La Junta identifica en Segovia hasta cuatro zonas con mayor necesidad de regeneración urbana

Varias manzanas de La Albuera, Santo Tomás y zona de Las Lastras, Puente de Hierro y el Este del recinto amurallado registran índices altos en la ERUrCyL

La Junta de Castilla y León presentó hace un año la Estrategia de Regeneración Urbana en Castilla y León ERUrCyL como base para los procesos de rehabilitación, regeneración y renovación a desarrollar en los próximos años.

Este documento, abierto tanto a la iniciativa privada como a la promoción de las diferentes Administraciones Públicas, ha identificado en l a ciudad de Segovia, y en base a cuatro factores: porcentaje de viviendas anteriores a 1980, tasa de paro, evolución de la población y nivel de envejecimiento del vecindario, cuatro zonas con un índice de necesidad de regeneración alto, en un baremo del 1 al 12.

En este sentido, en el barrio de La Albuera, hay una zona con índice de necesidad de rehabilitación 12 (el más alto); se trata de los bloques de viviendas promovidos por Caja Segovia en los años 70 del siglo pasado, delimitados por la avenida Marqués de Lozoya, calle Tejedores, calle Silverios y calle Cándido López. Índice 11 registran las casas bajas no rehabilitadas de la conocida como Colonia Pascual Marín, en la parroquia de El Carmen.

En el casco histórico próximo al Acueducto, donde existen varias promociones de vivienda protegida de los años 60-70 hay otra zona menos poblada al Este del recinto amurallado, en torno a la iglesia de San Sebastián e incluyendo la promoción del Taray.

El Puente de Hierro y la zona de viviendas de Las Lastras delimitada por el paseo de Ezequiel González y las calles Clavel y 3 de Abril, así como gran parte del barrio de Santo Tomás, han sido diagnosticadas con índice 11.

SITUACIÓN GENERAL La ERUrCYL toma como referencia el censo de viviendas publicado por el Instituto Nacional de Estadística (INE) en 2011, que indica que el casco urbano de Segovia cuenta con 28.984 viviendas, algo menos de una cuarta parte (23%) del total existente en la provincia. Un 15 por ciento de ellas estaban desocupadas entonces y casi otro 10 por ciento estaban consideradas como segunda vivienda.

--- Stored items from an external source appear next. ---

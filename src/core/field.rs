//! Dynamic neural fields.
//!
//! A field is an N-D activation array relaxing under
//!
//! ```text
//! tau * du/dt = -h*u + resting + boost - g*mean(s(u)) + (k * s(u)) + sum(inputs) + noise
//! ```
//!
//! integrated with one Euler step (step size 1) per tick. A 0-D field is a
//! "node" and follows the same law with a scalar state.

use std::fs::{File, OpenOptions};
use std::io::{self, BufWriter, Write};
use std::path::{Path, PathBuf};

use ndarray::{ArrayD, IxDyn};
use tracing::{debug, warn};

#[cfg(feature = "serde")]
use serde::{Deserialize, Serialize};

use crate::connectable::Connectable;
use crate::error::ConnectError;
use crate::kernel::{convolve, Boundary, Kernel};
use crate::math::sigmoid_array;
use crate::prng::Prng;

/// Scalar dynamics parameters of a field.
#[derive(Debug, Clone, PartialEq)]
#[cfg_attr(feature = "serde", derive(Serialize, Deserialize))]
#[cfg_attr(feature = "serde", serde(default))]
pub struct FieldParams {
    pub resting_level: f64,
    pub relaxation_time: f64,
    /// Gain `h` of the `-h*u` decay term.
    pub normalization: f64,
    pub global_inhibition: f64,
    pub noise_strength: f64,
    pub noise_std: f64,
    pub steepness: f64,
    pub shift: f64,
    pub boundary: Boundary,
}

impl Default for FieldParams {
    fn default() -> Self {
        Self {
            resting_level: -5.0,
            relaxation_time: 20.0,
            normalization: 1.0,
            global_inhibition: 0.0,
            noise_strength: 0.05,
            noise_std: 1.0,
            steepness: 5.0,
            shift: 0.0,
            boundary: Boundary::Wrap,
        }
    }
}

/// Constant input added to a field every tick.
#[derive(Debug, Clone, PartialEq)]
pub enum Boost {
    Uniform(f64),
    /// Must have the field's shape.
    Pattern(ArrayD<f64>),
}

impl Default for Boost {
    fn default() -> Self {
        Boost::Uniform(0.0)
    }
}

impl From<f64> for Boost {
    fn from(v: f64) -> Self {
        Boost::Uniform(v)
    }
}

impl From<ArrayD<f64>> for Boost {
    fn from(v: ArrayD<f64>) -> Self {
        Boost::Pattern(v)
    }
}

struct ActivationLog {
    path: PathBuf,
    writer: BufWriter<File>,
}

impl ActivationLog {
    fn write_row(&mut self, activation: &ArrayD<f64>) -> io::Result<()> {
        let mut first = true;
        for v in activation.iter() {
            if !first {
                self.writer.write_all(b", ")?;
            }
            write!(self.writer, "{v}")?;
            first = false;
        }
        self.writer.write_all(b"\n")
    }
}

pub struct DynamicField {
    label: String,
    sizes: Vec<usize>,
    params: FieldParams,
    boost: Boost,
    kernel: Option<Kernel>,

    activation: ArrayD<f64>,
    output: ArrayD<f64>,

    log: Option<ActivationLog>,
}

impl DynamicField {
    /// Field over `sizes` with default parameters. `sizes` may be empty for
    /// a 0-D node.
    pub fn new(sizes: &[usize]) -> Self {
        Self::with_params(sizes, FieldParams::default())
    }

    /// 0-D field.
    pub fn node() -> Self {
        Self::new(&[])
    }

    pub fn with_params(sizes: &[usize], params: FieldParams) -> Self {
        let activation = ArrayD::from_elem(IxDyn(sizes), params.resting_level);
        let mut field = Self {
            label: String::new(),
            sizes: sizes.to_vec(),
            params,
            boost: Boost::default(),
            kernel: None,
            output: ArrayD::zeros(IxDyn(sizes)),
            activation,
            log: None,
        };
        field.refresh_output();
        field
    }

    pub fn with_label(mut self, label: impl Into<String>) -> Self {
        self.label = label.into();
        self
    }

    pub fn set_label(&mut self, label: impl Into<String>) {
        self.label = label.into();
    }

    pub fn sizes(&self) -> &[usize] {
        &self.sizes
    }

    pub fn dimensionality(&self) -> usize {
        self.sizes.len()
    }

    pub fn params(&self) -> &FieldParams {
        &self.params
    }

    pub fn params_mut(&mut self) -> &mut FieldParams {
        &mut self.params
    }

    pub fn set_resting_level(&mut self, level: f64) {
        self.params.resting_level = level;
    }

    pub fn set_relaxation_time(&mut self, tau: f64) {
        self.params.relaxation_time = tau;
    }

    pub fn set_global_inhibition(&mut self, g: f64) {
        self.params.global_inhibition = g;
    }

    pub fn set_noise_strength(&mut self, strength: f64) {
        self.params.noise_strength = strength;
    }

    pub fn set_boundary(&mut self, boundary: Boundary) {
        self.params.boundary = boundary;
    }

    pub fn boost(&self) -> &Boost {
        &self.boost
    }

    /// Set a uniform boost or a boost pattern of the field's shape.
    pub fn set_boost(&mut self, boost: impl Into<Boost>) -> Result<(), ConnectError> {
        let boost = boost.into();
        if let Boost::Pattern(p) = &boost {
            if p.shape() != self.sizes.as_slice() {
                return Err(ConnectError::ShapeMismatch {
                    from: p.shape().to_vec(),
                    to: self.sizes.clone(),
                });
            }
        }
        self.boost = boost;
        Ok(())
    }

    pub fn kernel(&self) -> Option<&Kernel> {
        self.kernel.as_ref()
    }

    /// Install a lateral interaction kernel. A Gauss kernel must match the
    /// field's dimensionality and cannot sit on a 0-D node; a box kernel fits
    /// any field.
    pub fn set_kernel(&mut self, kernel: impl Into<Kernel>) -> Result<(), ConnectError> {
        let kernel = kernel.into();
        if kernel.dimensionality() == Some(0) {
            return Err(ConnectError::ScalarGaussKernel);
        }
        if let Some(d) = kernel.dimensionality() {
            if d != self.sizes.len() {
                return Err(ConnectError::KernelDimensionMismatch {
                    expected: self.sizes.len(),
                    got: d,
                });
            }
        }
        self.kernel = Some(kernel);
        Ok(())
    }

    pub fn clear_kernel(&mut self) {
        self.kernel = None;
    }

    pub fn activation(&self) -> &ArrayD<f64> {
        &self.activation
    }

    /// Reset every site to `value` and refresh the output.
    pub fn set_initial_activation(&mut self, value: f64) {
        self.activation.fill(value);
        self.refresh_output();
    }

    /// Overwrite the activation array, as sensor-driven fields do.
    pub fn set_activation(&mut self, activation: ArrayD<f64>) -> Result<(), ConnectError> {
        if activation.shape() != self.sizes.as_slice() {
            return Err(ConnectError::ShapeMismatch {
                from: activation.shape().to_vec(),
                to: self.sizes.clone(),
            });
        }
        self.activation = activation;
        self.refresh_output();
        Ok(())
    }

    /// Sigmoid of an arbitrary activation under this field's steepness and shift.
    pub fn sigmoid_of(&self, activation: &ArrayD<f64>) -> ArrayD<f64> {
        sigmoid_array(activation, self.params.steepness, self.params.shift)
    }

    /// Noise-free rate of change `du` for `activation` given `inputs`.
    /// Does not touch the field's state.
    ///
    /// # Panics
    ///
    /// If an input's shape differs from the field's shape.
    pub fn change_for(&self, activation: &ArrayD<f64>, inputs: &[ArrayD<f64>]) -> ArrayD<f64> {
        let p = &self.params;
        let output = self.sigmoid_of(activation);

        let mut drive = activation * -p.normalization;
        drive += p.resting_level;
        match &self.boost {
            Boost::Uniform(b) => drive += *b,
            Boost::Pattern(b) => drive += b,
        }

        if p.global_inhibition != 0.0 {
            let mean = output.mean().unwrap_or(0.0);
            drive -= p.global_inhibition * mean;
        }

        if let Some(kernel) = &self.kernel {
            drive += &convolve(&output, kernel, p.boundary);
        }

        for input in inputs {
            assert_eq!(
                input.shape(),
                self.sizes.as_slice(),
                "input shape does not match field '{}'",
                self.label
            );
            drive += input;
        }

        drive / p.relaxation_time
    }

    fn refresh_output(&mut self) {
        self.output = self.sigmoid_of(&self.activation);
    }

    /// Start appending each tick's activation to `path`.
    pub fn start_activation_log(&mut self, path: impl AsRef<Path>) -> io::Result<()> {
        let path = path.as_ref().to_path_buf();
        let file = OpenOptions::new().create(true).append(true).open(&path)?;
        debug!(field = %self.label, path = %path.display(), "activation log started");
        self.log = Some(ActivationLog {
            path,
            writer: BufWriter::new(file),
        });
        Ok(())
    }

    /// Flush and close the activation log, if one is open.
    pub fn stop_activation_log(&mut self) {
        if let Some(mut log) = self.log.take() {
            if let Err(e) = log.writer.flush() {
                warn!(field = %self.label, path = %log.path.display(), error = %e, "activation log flush failed");
            }
        }
    }

    pub fn is_logging(&self) -> bool {
        self.log.is_some()
    }

    fn append_log(&mut self) {
        let Some(log) = self.log.as_mut() else {
            return;
        };
        if let Err(e) = log.write_row(&self.activation) {
            warn!(
                field = %self.label,
                path = %log.path.display(),
                error = %e,
                "activation log write failed; logging disabled"
            );
            self.log = None;
        }
    }
}

impl Connectable for DynamicField {
    fn label(&self) -> &str {
        &self.label
    }

    fn input_dimension_sizes(&self) -> Option<&[usize]> {
        Some(&self.sizes)
    }

    fn output_dimension_sizes(&self) -> Option<&[usize]> {
        Some(&self.sizes)
    }

    fn output(&self) -> &ArrayD<f64> {
        &self.output
    }

    /// # Panics
    ///
    /// If an input's shape differs from the field's shape.
    fn step(&mut self, inputs: &[ArrayD<f64>], rng: &mut Prng) {
        let mut du = self.change_for(&self.activation, inputs);

        let (strength, std, tau) = (
            self.params.noise_strength,
            self.params.noise_std,
            self.params.relaxation_time,
        );
        if strength != 0.0 {
            du.mapv_inplace(|v| v + strength * rng.next_normal(std) / tau);
        }

        self.activation += &du;
        self.refresh_output();
        self.append_log();
    }

    fn release(&mut self) {
        self.stop_activation_log();
    }
}

impl Drop for DynamicField {
    fn drop(&mut self) {
        self.stop_activation_log();
    }
}

impl std::fmt::Debug for DynamicField {
    fn fmt(&self, f: &mut std::fmt::Formatter<'_>) -> std::fmt::Result {
        f.debug_struct("DynamicField")
            .field("label", &self.label)
            .field("sizes", &self.sizes)
            .field("params", &self.params)
            .field("kernel", &self.kernel)
            .field("logging", &self.log.is_some())
            .finish()
    }
}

La mitad del parque inmobiliario de Segovia se construyó entre 1960 y 1980. Durante los años 90 se construyeron en Segovia al menos 4.000 nuevas viviendas, por lo que no llegan al 25% las residencias con más de cuarenta años de antigüedad y apenas un 6% tiene más de ochenta años.

De ahí que el mayor número de edificios e inmuebles en mal estado o con deficiencias estén construidos entre los años 40 y 60 del siglo pasado.

Sobre el centro histórico, el citado documento estratégico señala que el recinto amurallado en concreto se encuentra bajo de vitalidad y, aunque se han rehabilitado y se utilizan algunos edificios para vivienda, otros usos se alejan cada vez más, en especial los comercios de primera necesidad “necesarios para la correcta configuración urbana”.

Llama la atención también sobre determinadas zonas históricas “que están quedando marginadas funcionalmente y donde se encuentran los núcleos más significativos de degradación y mal estado del patrimonio arquitectónico”, con procesos de abandono, falta de uso y ruina material. En el recinto amurallado apunta a determinadas zonas de la ladera norte y en los arrabales, a las zonas colindantes al Acueducto, así como el barrio del Cristo del Mercado.

Por otro lado, admite que “Segovia ha sido en los últimos años una de las ciudades con más programas de rehabilitación: Judería , Canonjías y San José-El Palo.